En ese sentido el socialismo que se caracteriza por la propiedad social de los grandes medios de producción, es la mejor posibilidad de liberar al ser humano de la esclavitud y también de la explotación de uno/as sobre otros/as y de todas las formas de opresión. (económica, nacional, étnica, sexual, religiosa). Sin embargo no creemos que baste con dicha socialización. Mucho menos bastará con la simple expropiación de los medios de producción y su administración por el Estado. No sólo no será suficiente sino que puede ser peor.
Por el contrario, el objetivo debe ser la disolución del Estado.
Los burócratas que en nombre del socialismo se adueñaron del poder del Estado reproduciendo de un modo peculiar los valores del capitalismo, introdujeron la confusión entre socialización y estatización. Sólo ellos y los capitalistas -porque les convenía- entendieron y predicaron que eso era socialismo.
Mediante otra subversión ideológica unos y otros, confundieron la lucha de los seres humanos por la igualdad con el rastrillo grueso del igualitarismo burocrático, traicionando la citada consigna socialista: "De cada cuál de acuerdo a su capacidad a cada cuál según su trabajo". El capitalismo no permite como ya vimos, que cada ser humano aporte su capacidad y la burocracia tampoco. Ni unos ni otros retribuyen según el trabajo.
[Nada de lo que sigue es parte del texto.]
//! On-disk reference database used by the unit tests.

use std::fs;
use std::path::Path;

use tempfile::TempDir;

use crate::data::catalog::{Catalog, Database};

/// Tabulated energies of every fixture table (eV).
pub(crate) const FIXTURE_ENERGIES: &[f64] = &[1e-5, 1.0, 10.0, 100.0, 1000.0, 3000.0];

/// Isotopes written to the fixture database, as (element, mass number).
pub(crate) const FIXTURE_ISOTOPES: &[(&str, u32)] = &[
    ("Ag", 107),
    ("Ag", 109),
    ("Ag", 110),
    ("Ag", 111),
    ("C", 12),
    ("C", 13),
    ("Co", 59),
    ("Eu", 151),
    ("Eu", 153),
    ("Gd", 152),
    ("Gd", 154),
    ("Gd", 155),
    ("Gd", 156),
    ("Gd", 157),
    ("Gd", 158),
    ("Gd", 160),
    ("U", 234),
    ("U", 235),
    ("U", 238),
];

/// Fixture cross-section: Ag-107 rises linearly, every other isotope is flat
/// at a tenth of its mass number.
pub(crate) fn fixture_sigma(element: &str, mass_number: u32, energy: f64) -> f64 {
    if element == "Ag" && mass_number == 107 {
        2.0 + 0.01 * energy
    } else {
        mass_number as f64 / 10.0
    }
}

pub(crate) fn write_table(dir: &Path, element: &str, mass_number: u32) {
    let mut text = String::from("E_eV,Sig_b\n");
    for &e in FIXTURE_ENERGIES {
        text.push_str(&format!("{e},{}\n", fixture_sigma(element, mass_number, e)));
    }
    fs::write(dir.join(format!("{element}-{mass_number}.csv")), text)
        .expect("fixture table should be written");
}

/// Build an `ENDF_VIII` fixture database and open it.
///
/// The `TempDir` must outlive the catalog's table loads.
pub(crate) fn fixture_database() -> (TempDir, Catalog) {
    let root = TempDir::new().expect("tempdir should be created");
    let dir = root.path().join(Database::EndfViii.dir_name());
    fs::create_dir_all(&dir).expect("database directory should be created");
    for &(element, mass_number) in FIXTURE_ISOTOPES {
        write_table(&dir, element, mass_number);
    }
    let catalog =
        Catalog::open(root.path(), Database::EndfViii).expect("fixture catalog should open");
    (root, catalog)
}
Por el contrario unos y otros se apoderan del trabajo de los demás. Ambos -mucho más la burocracia- necesitan para ello, el poderoso aparato del Estado.
Sin embargo y pese a ello, entendemos que mientras haya necesidades humanas de carácter vital y material aún no satisfechas, seguirá habiendo necesidad de Estado y de economía política. Mientras esa escasez exista seguirán generándose valores contra solidarios en la lucha por la vida. La lucha por la retribución de acuerdo al trabajo aportado debe mantenerse; en estas duras circunstancias la más alta solidaridad es el trabajo. Sólo los burócratas y los capitalistas pueden ser partidarios de retribuir por no trabajar o de no retribuir por lo que se trabaja. Sólo el egoísmo mezquino e irracional de una minoría puede sostener como valores el exceso de consumo y el asco o el miedo al trabajo. Porque la cuestión no es sólo repartir con justicia las riquezas que hayan, sino también los trabajos desagradables y la escasez.
Olvidar este sentido del reparto es olvidar la lucha contra los explotadores sean de la calaña que sean. Esa distracción nos ha costado históricamente mucho. Mientras la escasez exista será necesario, no sólo administrar las cosas sino también, contra nuestra voluntad, los distintos intereses sociales es decir: las personas.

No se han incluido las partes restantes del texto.